Elle désigna tour à tour chacun des enfants alignés au premier rang, lesquels dévisageaient l'aventurier avec curiosité, et pour certains quelque appréhension eu égard à sa barbe noire. Soren serra de bonne grâce la menotte des moins timides.
— Ils sont arrivés dans le courant de l'année passée. Les anciens, derrière, étaient déjà là du temps de… de la dame qui me précédait à ce poste. Vous avez donc… Oh, après tout, ils sont assez grands pour se présenter eux-mêmes !
Elle fit un signe à François qui était juste à sa droite. Le garçon s'avança vers Soren, main tendue :
— François Beaufort, enchanté, dit-il en lui adressant un regard pétillant.

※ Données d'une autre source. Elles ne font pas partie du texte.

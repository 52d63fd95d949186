// Round-robin credential pool
// Author: kelexine (https://github.com/kelexine)

use super::{Credential, Session};
use crate::error::{GemflowError, Result};
use parking_lot::Mutex;
use std::sync::Arc;
use tracing::{debug, info};

#[derive(Debug)]
struct PoolState {
    credentials: Vec<Credential>,
    index: usize,
}

/// Holds the API keys used to authorize requests and hands them out in
/// round-robin order.
///
/// The rotation index read-and-advance happens inside a single
/// `parking_lot::Mutex` critical section that never awaits, so concurrent
/// callers can never observe the same index before either advances it.
/// Cloning is cheap and shares the same pool.
#[derive(Debug, Clone)]
pub struct CredentialPool {
    state: Arc<Mutex<PoolState>>,
}

impl CredentialPool {
    /// Create a pool from at least one credential.
    pub fn new<I, C>(credentials: I) -> Result<Self>
    where
        I: IntoIterator<Item = C>,
        C: Into<Credential>,
    {
        let credentials: Vec<Credential> = credentials.into_iter().map(Into::into).collect();
        if credentials.is_empty() {
            return Err(GemflowError::Config(
                "credential pool requires at least one API key".to_string(),
            ));
        }

        info!("Credential pool initialized with {} key(s)", credentials.len());

        Ok(Self {
            state: Arc::new(Mutex::new(PoolState {
                credentials,
                index: 0,
            })),
        })
    }

    /// Return the credential at the current rotation index and advance.
    pub fn next(&self) -> Credential {
        let mut state = self.state.lock();
        let len = state.credentials.len();
        let position = state.index % len;
        state.index = (position + 1) % len;
        let credential = state.credentials[position].clone();
        drop(state);

        crate::metrics::record_credential_rotation();
        debug!("Selected credential {} (slot {})", credential, position);
        credential
    }

    /// Credential at `index`, or `None` when out of range.
    pub fn at(&self, index: usize) -> Option<Credential> {
        self.state.lock().credentials.get(index).cloned()
    }

    /// Append credentials without resetting the rotation index.
    pub fn add<I, C>(&self, credentials: I)
    where
        I: IntoIterator<Item = C>,
        C: Into<Credential>,
    {
        let mut state = self.state.lock();
        let before = state.credentials.len();
        state.credentials.extend(credentials.into_iter().map(Into::into));
        info!(
            "Added {} credential(s) to pool (now {})",
            state.credentials.len() - before,
            state.credentials.len()
        );
    }

    /// Remove the credential at `index`.
    ///
    /// # Panics
    ///
    /// Panics if `index` is out of range or if this is the last credential;
    /// both are API misuse. Use [`CredentialPool::try_remove`] to check instead.
    pub fn remove(&self, index: usize) -> Credential {
        match self.try_remove(index) {
            Ok(credential) => credential,
            Err(e) => panic!("CredentialPool::remove precondition violated: {}", e),
        }
    }

    /// Fallible variant of [`CredentialPool::remove`].
    pub fn try_remove(&self, index: usize) -> Result<Credential> {
        let mut state = self.state.lock();
        let len = state.credentials.len();
        if index >= len {
            return Err(GemflowError::InvalidRequest(format!(
                "credential index {} out of range (pool size {})",
                index, len
            )));
        }
        if len == 1 {
            return Err(GemflowError::InvalidRequest(
                "cannot remove the last credential from the pool".to_string(),
            ));
        }

        let removed = state.credentials.remove(index);
        // Keep the rotation pointing at the same successor credential.
        if index < state.index {
            state.index -= 1;
        }
        if state.index >= state.credentials.len() {
            state.index = 0;
        }

        info!("Removed credential {} from pool", removed);
        Ok(removed)
    }

    /// Reset the rotation to the first credential.
    pub fn reset_rotation(&self) {
        self.state.lock().index = 0;
    }

    /// Pin the next credential to a new [`Session`].
    pub fn pin(&self) -> Session {
        let session = Session::new(self.next());
        debug!(
            "Pinned credential {} to session {}",
            session.credential(),
            session.id()
        );
        session
    }

    pub fn len(&self) -> usize {
        self.state.lock().credentials.len()
    }

    /// Always false: the pool never drops below one credential.
    pub fn is_empty(&self) -> bool {
        self.state.lock().credentials.is_empty()
    }

    /// Current rotation index.
    pub fn current_index(&self) -> usize {
        self.state.lock().index
    }
}

#[cfg(test)]
mod tests {
    use super::*;
    use std::collections::HashSet;

    fn pool(keys: &[&str]) -> CredentialPool {
        CredentialPool::new(keys.iter().copied()).unwrap()
    }

    #[test]
    fn test_rotation_is_fair() {
        let pool = pool(&["key-a", "key-b", "key-c"]);
        let seen: Vec<String> = (0..3).map(|_| pool.next().expose().to_string()).collect();
        assert_eq!(seen, vec!["key-a", "key-b", "key-c"]);
        assert_eq!(pool.next().expose(), "key-a");
    }

    #[test]
    fn test_rotation_starts_at_current_index() {
        let pool = pool(&["key-a", "key-b", "key-c"]);
        pool.next();
        let seen: Vec<String> = (0..3).map(|_| pool.next().expose().to_string()).collect();
        assert_eq!(seen, vec!["key-b", "key-c", "key-a"]);
    }

    #[test]
    fn test_empty_pool_rejected() {
        assert!(CredentialPool::new(Vec::<String>::new()).is_err());
    }

    #[test]
    fn test_at_out_of_range_is_none() {
        let pool = pool(&["key-a"]);
        assert!(pool.at(0).is_some());
        assert!(pool.at(1).is_none());
    }

    #[test]
    fn test_add_keeps_rotation_index() {
        let pool = pool(&["key-a", "key-b"]);
        pool.next();
        pool.add(["key-c"]);
        assert_eq!(pool.current_index(), 1);
        assert_eq!(pool.next().expose(), "key-b");
        assert_eq!(pool.next().expose(), "key-c");
    }

    #[test]
    fn test_remove_last_credential_fails() {
        let pool = pool(&["only"]);
        assert!(pool.try_remove(0).is_err());
        assert_eq!(pool.len(), 1);
    }

    #[test]
    #[should_panic(expected = "precondition violated")]
    fn test_remove_last_credential_panics() {
        pool(&["only"]).remove(0);
    }

    #[test]
    #[should_panic(expected = "out of range")]
    fn test_remove_invalid_index_panics() {
        pool(&["key-a", "key-b"]).remove(5);
    }

    #[test]
    fn test_remove_adjusts_rotation() {
        let pool = pool(&["key-a", "key-b", "key-c"]);
        pool.next();
        pool.next();
        // index now points at key-c
        pool.remove(0);
        assert_eq!(pool.next().expose(), "key-c");
        assert_eq!(pool.next().expose(), "key-b");
    }

    #[test]
    fn test_reset_rotation() {
        let pool = pool(&["key-a", "key-b"]);
        pool.next();
        pool.reset_rotation();
        assert_eq!(pool.next().expose(), "key-a");
    }

    #[test]
    fn test_pin_uses_next_credential() {
        let pool = pool(&["key-a", "key-b"]);
        let first = pool.pin();
        let second = pool.pin();
        assert_eq!(first.credential().expose(), "key-a");
        assert_eq!(second.credential().expose(), "key-b");
        assert_ne!(first.id(), second.id());
    }

    #[test]
    fn test_concurrent_next_cycles_all_credentials() {
        let keys: Vec<String> = (0..8).map(|i| format!("key-{}", i)).collect();
        let pool = CredentialPool::new(keys.clone()).unwrap();

        let handles: Vec<_> = (0..8)
            .map(|_| {
                let pool = pool.clone();
                std::thread::spawn(move || pool.next().expose().to_string())
            })
            .collect();

        let seen: HashSet<String> = handles.into_iter().map(|h| h.join().unwrap()).collect();
        assert_eq!(seen.len(), 8);
    }
}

Ils se serrèrent la main. Runa s'avança à son tour :
— Runa Juste-Égide, enchantée.
Elle accompagna sa salutation d'une courte révérence, qui fut accueillie d'un hochement de tête. Son voisin aller se planter devant Soren avec un sourire jusqu'aux oreilles :
— Moi c'est Hroar… Comme le cri du lion. Vous savez ?
Il était sur le point de livrer son interprétation dudit cri mais Samuel, agacé, le tira vivement en arrière. Dans le même mouvement, il alla serrer la main de l'aventurier :
— Samuel, lâcha-t-il sans autre commentaire.

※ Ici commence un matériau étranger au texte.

// Streaming chunks and their accumulation into one response
// Author: kelexine (https://github.com/kelexine)

use crate::error::{GemflowError, Result};
use crate::models::{FinishReason, GenerateContentResponse, SafetyRating, UsageMetadata};

/// One increment of a streaming response.
#[derive(Debug, Clone, PartialEq)]
pub struct StreamingChunk {
    /// Text produced by this increment, if any.
    pub text: Option<String>,
    /// True only on the final chunk of the stream.
    pub is_complete: bool,
    pub finish_reason: Option<FinishReason>,
    /// Position in the stream, starting at 0.
    pub index: usize,
    pub safety_ratings: Vec<SafetyRating>,
    /// Token usage, usually present on the final chunk.
    pub usage_metadata: Option<UsageMetadata>,
}

impl StreamingChunk {
    /// Build a chunk from one decoded SSE payload.
    ///
    /// A present finish reason marks the chunk as the last one.
    pub fn from_response(response: &GenerateContentResponse, index: usize) -> Self {
        let text = response.text();
        let finish_reason = response.finish_reason();
        Self {
            text: if text.is_empty() { None } else { Some(text) },
            is_complete: finish_reason.is_some(),
            finish_reason,
            index,
            safety_ratings: response.safety_ratings(),
            usage_metadata: response.usage_metadata.clone(),
        }
    }

    /// Terminal chunk with no content, emitted when the stream ends without
    /// a finish reason.
    pub fn terminal(index: usize) -> Self {
        Self {
            text: None,
            is_complete: true,
            finish_reason: None,
            index,
            safety_ratings: Vec::new(),
            usage_metadata: None,
        }
    }
}

/// Fold of a chunk sequence into one logical response.
#[derive(Debug, Clone, Default)]
pub struct StreamingAccumulator {
    full_text: String,
    chunks: Vec<StreamingChunk>,
    is_complete: bool,
    finish_reason: Option<FinishReason>,
    usage_metadata: Option<UsageMetadata>,
}

impl StreamingAccumulator {
    pub fn new() -> Self {
        Self::default()
    }

    /// Append the next chunk.
    ///
    /// Rejects chunks that arrive out of order, repeat an index, or follow
    /// the completing chunk, so `full_text` never has gaps or duplicates.
    pub fn push(&mut self, chunk: StreamingChunk) -> Result<()> {
        if self.is_complete {
            return Err(GemflowError::Decoding(format!(
                "chunk {} arrived after stream completion",
                chunk.index
            )));
        }
        if let Some(last) = self.chunks.last() {
            if chunk.index <= last.index {
                return Err(GemflowError::Decoding(format!(
                    "chunk {} arrived after chunk {}",
                    chunk.index, last.index
                )));
            }
        }

        if let Some(text) = &chunk.text {
            self.full_text.push_str(text);
        }
        if chunk.finish_reason.is_some() {
            self.finish_reason = chunk.finish_reason;
        }
        if chunk.usage_metadata.is_some() {
            self.usage_metadata = chunk.usage_metadata.clone();
        }
        self.is_complete = chunk.is_complete;
        self.chunks.push(chunk);
        Ok(())
    }

    pub fn full_text(&self) -> &str {
        &self.full_text
    }

    pub fn chunks(&self) -> &[StreamingChunk] {
        &self.chunks
    }

    pub fn is_complete(&self) -> bool {
        self.is_complete
    }

    pub fn finish_reason(&self) -> Option<FinishReason> {
        self.finish_reason
    }

    pub fn usage_metadata(&self) -> Option<&UsageMetadata> {
        self.usage_metadata.as_ref()
    }
}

Le dernier des cinq adolescents s'avança, le cœur battant, mais l'air décidé :
— Aventus Aretino, ravi de faire votre connaissance, dit-il d'une voix claire.

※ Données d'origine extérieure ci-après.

// Batch job submission and tracking
// Author: kelexine (https://github.com/kelexine)

mod manager;
pub mod models;

pub use manager::BatchJobManager;
pub use models::{
    BatchItemStatus, BatchJob, BatchRequest, BatchResponse, BatchResultItem, BatchStatus,
    BatchStatusReport,
};

use std::time::Duration;

/// Limits and pacing for batch jobs.
#[derive(Debug, Clone, PartialEq)]
pub struct BatchConfig {
    /// Most requests accepted in one job.
    pub max_batch_size: usize,
    /// How long `wait_for_completion` polls before giving up.
    pub batch_timeout: Duration,
    pub polling_interval: Duration,
}

impl Default for BatchConfig {
    fn default() -> Self {
        Self {
            max_batch_size: 100,
            batch_timeout: Duration::from_secs(3600),
            polling_interval: Duration::from_secs(10),
        }
    }
}
// Incremental Server-Sent Events decoder
// Author: kelexine (https://github.com/kelexine)

use tracing::trace;

/// Literal `data:` payload that terminates a stream.
pub const DONE_SENTINEL: &str = "[DONE]";

/// One complete SSE event.
#[derive(Debug, Clone, Default, PartialEq, Eq)]
pub struct SseEvent {
    /// Value of the `event:` field, if present.
    pub event: Option<String>,
    /// All `data:` lines joined with `\n`.
    pub data: String,
    /// Value of the `id:` field, if present.
    pub id: Option<String>,
}

impl SseEvent {
    pub fn is_done(&self) -> bool {
        self.data.trim() == DONE_SENTINEL
    }
}

/// Buffers bytes until whole events are available.
///
/// Works on raw bytes so that a multi-byte UTF-8 sequence or a line
/// terminator split across two reads decodes identically to the unsplit
/// input. Lines end in `\n` or `\r\n`; a blank line ends an event.
#[derive(Debug, Default)]
pub struct SseDecoder {
    buffer: Vec<u8>,
    pending: PendingEvent,
    last_event_id: Option<String>,
}

#[derive(Debug, Default)]
struct PendingEvent {
    event: Option<String>,
    data_lines: Vec<String>,
    id: Option<String>,
}

impl PendingEvent {
    fn take(&mut self) -> Option<SseEvent> {
        let pending = std::mem::take(self);
        // Per SSE, an event without data lines is not dispatched.
        if pending.data_lines.is_empty() {
            return None;
        }
        Some(SseEvent {
            event: pending.event,
            data: pending.data_lines.join("\n"),
            id: pending.id,
        })
    }
}

impl SseDecoder {
    pub fn new() -> Self {
        Self::default()
    }

    pub fn with_capacity(capacity: usize) -> Self {
        Self {
            buffer: Vec::with_capacity(capacity),
            ..Self::default()
        }
    }

    /// Feed bytes; returns every event completed by them, in order.
    pub fn push(&mut self, bytes: &[u8]) -> Vec<SseEvent> {
        self.buffer.extend_from_slice(bytes);

        let mut events = Vec::new();
        let mut consumed = 0;
        while let Some(offset) = self.buffer[consumed..].iter().position(|&b| b == b'\n') {
            let line_end = consumed + offset;
            let mut line = &self.buffer[consumed..line_end];
            if line.last() == Some(&b'\r') {
                line = &line[..line.len() - 1];
            }
            let line = String::from_utf8_lossy(line).into_owned();
            consumed = line_end + 1;

            if let Some(event) = self.process_line(&line) {
                events.push(event);
            }
        }
        self.buffer.drain(..consumed);

        events
    }

    /// Flush a trailing event that was not followed by a blank line.
    pub fn finish(&mut self) -> Option<SseEvent> {
        if !self.buffer.is_empty() {
            let rest = std::mem::take(&mut self.buffer);
            let line = String::from_utf8_lossy(&rest);
            let line = line.trim_end_matches('\r').to_string();
            if let Some(event) = self.process_line(&line) {
                return Some(event);
            }
        }
        self.pending.take()
    }

    /// Bytes received but not yet part of a complete line.
    pub fn buffered_len(&self) -> usize {
        self.buffer.len()
    }

    /// Most recent `id:` seen on the stream.
    pub fn last_event_id(&self) -> Option<&str> {
        self.last_event_id.as_deref()
    }

    fn process_line(&mut self, line: &str) -> Option<SseEvent> {
        if line.is_empty() {
            return self.pending.take();
        }
        if line.starts_with(':') {
            trace!("Ignoring SSE comment line");
            return None;
        }

        let (field, value) = match line.split_once(':') {
            Some((field, value)) => (field, value.strip_prefix(' ').unwrap_or(value)),
            None => (line, ""),
        };

        match field {
            "event" => self.pending.event = Some(value.to_string()),
            "data" => self.pending.data_lines.push(value.to_string()),
            "id" => {
                self.pending.id = Some(value.to_string());
                self.last_event_id = Some(value.to_string());
            }
            other => trace!("Ignoring unknown SSE field: {}", other),
        }
        None
    }
}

— Moi de même, répondit simplement Soren.
La poignée de main fut aussi rapide que celles qui avaient précédé eux seuls en mesuraient l'intensité. Aventus reprit sa place auprès de ses camarades. Soren contempla l'ensemble de la maisonnée avant de se tourner vers Constance Michel :
— Je vous félicite. Douze jeunes pensionnaires à encadrer, cela doit vous demander un travail monstre !
— Vous n'avez pas idée ! se récria Constance. Encore ai-je veillé à responsabiliser les plus grands, pour qu'ils participent aux tâches et m'aident à surveiller leurs cadets. Ce n'est pas évident tous les jours, mais je crois que tout le monde ici comprend la nécessité de se serrer les coudes.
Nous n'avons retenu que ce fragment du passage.